Determine the SID of the underprivileged user account (in our case, "user1"). (Hint: try wmic useraccount where name='user1' get sid)
Insert the following text into the output we copied in step 5: (A;;KA;;;*SID*) where *SID* is the SID of the user determined in step 5. Insert it somewhere in a place before the S: part of the SDDL string retrieved in step 4. So now you should have a string looking something like this: D:(A;;CC;;;AU)(A;;CCLCRPRC;;;IU)(A;;CCLCRPRC;;;SU)(A;;CCLCRPWPRC;;;SY)(A;;KA;;;S-1-5-21-4233383628-1788409597-1873130553-1161)(A;;KA;;;BA)S:(AU;FA;KA;;;WD)(AU;OIIOFA;GA;;;WD)
On targetserver B, run sc sdset scmanager followed by our new modified SDDL string. So the entire command would look something like this:
sc sdset scmanager D:(A;;CC;;;AU)(A;;CCLCRPRC;;;IU)(A;;CCLCRPRC;;;SU)(A;;CCLCRPWPRC;;;SY)(A;;KA;;;S-1-5-21-4233383628-1788409597-1873130553-1161)(A;;KA;;;BA)S:(AU;FA;KA;;;WD)(AU;OIIOFA;GA;;;WD)
You should now be able to remotely access the Service Control Manager on the remote server while logged into client machine A as "user1".
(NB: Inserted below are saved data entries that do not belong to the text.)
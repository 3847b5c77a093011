/// JWT Claims structure
///
/// Registered claims only (RFC 7519): issuer, issued-at, expiry and the
/// subject user id.

use chrono::{Duration, Utc};
use serde::{Deserialize, Serialize};
use uuid::Uuid;

use super::jwt::AccessTokenError;

/// Issuer written into and required from every access token
pub const ISSUER: &str = "chirpy";

#[derive(Debug, Serialize, Deserialize, Clone)]
pub struct Claims {
    /// Issuer
    pub iss: String,
    /// Issued at (Unix timestamp)
    pub iat: i64,
    /// Expiration time (Unix timestamp)
    pub exp: i64,
    /// Subject (user ID as UUID string)
    pub sub: String,
}

impl Claims {
    pub fn new(user_id: Uuid, ttl: Duration) -> Self {
        let now = Utc::now();
        Self {
            iss: ISSUER.to_string(),
            iat: now.timestamp(),
            exp: (now + ttl).timestamp(),
            sub: user_id.to_string(),
        }
    }

    /// Parse the subject back into a user id
    pub fn user_id(&self) -> Result<Uuid, AccessTokenError> {
        Uuid::parse_str(&self.sub).map_err(|_| AccessTokenError::MalformedSubject)
    }
}

#[cfg(test)]
mod tests {
    use super::*;

    #[test]
    fn test_claims_creation() {
        let user_id = Uuid::new_v4();
        let claims = Claims::new(user_id, Duration::hours(1));

        assert_eq!(claims.sub, user_id.to_string());
        assert_eq!(claims.iss, ISSUER);
        assert_eq!(claims.exp - claims.iat, 3600);
    }

    #[test]
    fn test_user_id_extraction() {
        let user_id = Uuid::new_v4();
        let claims = Claims::new(user_id, Duration::hours(1));

        assert_eq!(claims.user_id().unwrap(), user_id);
    }

    #[test]
    fn test_invalid_user_id() {
        let mut claims = Claims::new(Uuid::new_v4(), Duration::hours(1));
        claims.sub = "invalid-uuid".to_string();

        assert!(matches!(claims.user_id(), Err(AccessTokenError::MalformedSubject)));
    }
}
use std::sync::atomic::{AtomicU64, Ordering};

/// Process-wide admin state: the static file hit counter and the deployment
/// platform. Constructed once at startup and shared through `web::Data`, so
/// each test server gets its own instance.
#[derive(Debug)]
pub struct AdminState {
    platform: String,
    file_server_hits: AtomicU64,
}

impl AdminState {
    pub fn new(platform: impl Into<String>) -> Self {
        Self {
            platform: platform.into(),
            file_server_hits: AtomicU64::new(0),
        }
    }

    pub fn is_dev(&self) -> bool {
        self.platform == "dev"
    }

    pub fn record_hit(&self) {
        self.file_server_hits.fetch_add(1, Ordering::Relaxed);
    }

    pub fn hits(&self) -> u64 {
        self.file_server_hits.load(Ordering::Relaxed)
    }

    pub fn reset_hits(&self) {
        self.file_server_hits.store(0, Ordering::Relaxed);
    }
}
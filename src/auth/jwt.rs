/// JWT Token Generation and Validation
///
/// Access tokens are stateless HS256 JWTs. Nothing is persisted and there is
/// no revocation list: a token with a valid signature is honored until it
/// expires, so the access TTL is the only bound on a leaked token.

use chrono::Duration;
use jsonwebtoken::errors::ErrorKind;
use jsonwebtoken::{decode, encode, Algorithm, DecodingKey, EncodingKey, Header, Validation};
use secrecy::ExposeSecret;
use uuid::Uuid;

use super::claims::{Claims, ISSUER};
use crate::configuration::JwtSettings;

#[derive(Debug, Clone, PartialEq, Eq, thiserror::Error)]
pub enum AccessTokenError {
    #[error("token is malformed")]
    Malformed,
    #[error("token signature is invalid")]
    InvalidSignature,
    #[error("token has expired")]
    Expired,
    #[error("token issuer is not accepted")]
    InvalidIssuer,
    #[error("token subject is not a valid user id")]
    MalformedSubject,
    #[error("token signing failed: {0}")]
    Signing(String),
}

impl From<jsonwebtoken::errors::Error> for AccessTokenError {
    fn from(err: jsonwebtoken::errors::Error) -> Self {
        match err.kind() {
            ErrorKind::InvalidSignature => AccessTokenError::InvalidSignature,
            ErrorKind::ExpiredSignature => AccessTokenError::Expired,
            ErrorKind::InvalidIssuer => AccessTokenError::InvalidIssuer,
            _ => AccessTokenError::Malformed,
        }
    }
}

/// Sign a new access token for `user_id`, valid for `ttl`
///
/// # Errors
/// Returns `AccessTokenError::Signing` if encoding fails
pub fn issue_access_token(
    user_id: Uuid,
    signing_secret: &str,
    ttl: Duration,
) -> Result<String, AccessTokenError> {
    let claims = Claims::new(user_id, ttl);

    encode(
        &Header::new(Algorithm::HS256),
        &claims,
        &EncodingKey::from_secret(signing_secret.as_bytes()),
    )
    .map_err(|e| AccessTokenError::Signing(e.to_string()))
}

/// Verify an access token and return the user id it was issued to
///
/// The signature is checked before any claim is looked at. A token is
/// accepted up to and including its expiry second, with no leeway.
///
/// # Errors
/// - `InvalidSignature` if the MAC does not match
/// - `Expired` if the expiry has passed
/// - `InvalidIssuer` if the token was not issued by this service
/// - `MalformedSubject` if the subject is not a UUID
/// - `Malformed` for anything that is not a well-formed token
pub fn validate_access_token(token: &str, signing_secret: &str) -> Result<Uuid, AccessTokenError> {
    let mut validation = Validation::new(Algorithm::HS256);
    validation.leeway = 0;
    validation.set_issuer(&[ISSUER]);
    validation.set_required_spec_claims(&["exp", "iss", "sub"]);

    let data = decode::<Claims>(
        token,
        &DecodingKey::from_secret(signing_secret.as_bytes()),
        &validation,
    )
    .map_err(|e| {
        tracing::debug!("JWT validation error: {}", e);
        AccessTokenError::from(e)
    })?;

    data.claims.user_id()
}

/// Issue an access token using the configured secret and lifetime
pub fn generate_access_token(
    user_id: Uuid,
    config: &JwtSettings,
) -> Result<String, AccessTokenError> {
    issue_access_token(
        user_id,
        config.secret.expose_secret(),
        config.access_token_ttl(),
    )
}
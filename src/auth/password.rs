/// Password Hashing and Verification
///
/// Argon2id with the crate's default cost parameters. Hashes are PHC strings
/// (`$argon2id$v=19$m=...,t=...,p=...$salt$hash`), so verification reads the
/// algorithm and parameters back out of the stored value.

use argon2::password_hash::rand_core::OsRng;
use argon2::password_hash::{self, PasswordHash, PasswordHasher, PasswordVerifier, SaltString};
use argon2::Argon2;

#[derive(Debug, thiserror::Error)]
pub enum PasswordError {
    #[error("password hashing failed: {0}")]
    Hashing(String),
    #[error("invalid password hash format: {0}")]
    InvalidHashFormat(String),
}

/// Hash a password with a fresh random salt
///
/// # Errors
/// Returns `PasswordError::Hashing` if the salt or hash computation fails
pub fn hash_password(password: &str) -> Result<String, PasswordError> {
    let salt = SaltString::generate(&mut OsRng);

    Argon2::default()
        .hash_password(password.as_bytes(), &salt)
        .map(|hash| hash.to_string())
        .map_err(|e| {
            tracing::error!("Failed to hash password: {}", e);
            PasswordError::Hashing(e.to_string())
        })
}

/// Verify a password against a stored hash
///
/// A wrong password is `Ok(false)`, not an error.
///
/// # Errors
/// Returns `PasswordError::InvalidHashFormat` if `hash` is not a usable
/// Argon2 PHC string
pub fn verify_password(password: &str, hash: &str) -> Result<bool, PasswordError> {
    let parsed_hash =
        PasswordHash::new(hash).map_err(|e| PasswordError::InvalidHashFormat(e.to_string()))?;

    match Argon2::default().verify_password(password.as_bytes(), &parsed_hash) {
        Ok(()) => Ok(true),
        Err(password_hash::Error::Password) => Ok(false),
        Err(e) => Err(PasswordError::InvalidHashFormat(e.to_string())),
    }
}

#[cfg(test)]
mod tests {
    use super::*;

    #[test]
    fn test_hash_password() {
        let password = "pw123456";
        let hash = hash_password(password).expect("Failed to hash password");

        assert_ne!(password, hash);
        assert!(hash.starts_with("$argon2id$"));
    }

    #[test]
    fn test_verify_password() {
        let password = "pw123456";
        let hash = hash_password(password).expect("Failed to hash password");

        let is_valid = verify_password(password, &hash).expect("Failed to verify password");
        assert!(is_valid);
    }

    #[test]
    fn test_verify_wrong_password() {
        let hash = hash_password("password123").expect("Failed to hash password");

        let is_valid = verify_password("guest", &hash).expect("Failed to verify password");
        assert!(!is_valid);
    }

    #[test]
    fn test_hash_is_salted() {
        let hash1 = hash_password("password123").unwrap();
        let hash2 = hash_password("password123").unwrap();

        assert_ne!(hash1, hash2);
        assert!(verify_password("password123", &hash1).unwrap());
        assert!(verify_password("password123", &hash2).unwrap());
    }

    #[test]
    fn test_empty_password_round_trips() {
        let hash = hash_password("").unwrap();
        assert!(verify_password("", &hash).unwrap());
        assert!(!verify_password(" ", &hash).unwrap());
    }

    #[test]
    fn test_invalid_hash_is_an_error() {
        let result = verify_password("password123", "not a valid hash");
        assert!(matches!(result, Err(PasswordError::InvalidHashFormat(_))));
    }

    #[test]
    fn test_non_argon2_hash_is_an_error() {
        // Well-formed PHC string for an algorithm this hasher does not speak
        let result = verify_password(
            "password123",
            "$pbkdf2-sha256$i=1000$c2FsdHNhbHQ$ZmFrZWhhc2hmYWtlaGFzaGZha2VoYXNo",
        );
        assert!(matches!(result, Err(PasswordError::InvalidHashFormat(_))));
    }
}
On client machine A, you may find that when you run Get-Service –ComputerName remoteserver not all services are listed. You may need to repeat the above process (starting at step 4) for a specific service that you need remote access to, but which is not listed in your Get-Service output on client machine A. For instance, if the sqlserveragent service is not listed (but you know it is present on the targetserver), you would again log in to targetserver B and execute sc sdshow but this time not for scmanager but for the sqlserveragent service, so sc sdshow sqlserveragent. You would again receive some SDDL output that would need to be manipulated as above. At this point, it may be worth learning more about SDDL (Google it - this link was helpful for me), with the main caveat to watch for the D: and S: portions of the SDDL string and make sure you aren't messing with the S: part.
I know that this isn't the ideal answer to this question, but I was having a similar issue trying to use PowerShell to talk to a Windows 7 box. Turns out, WMI hadn't been installed with the native PSv2 that comes with Win7.
As soon as I installed v3 as part of the WMI 3.0 package, the problem solved itself. I'd suggest making sure that all the relevant WMI services are running on your server. Unless you have conflicts, I'd also recommend upgrading to WMI 3.0.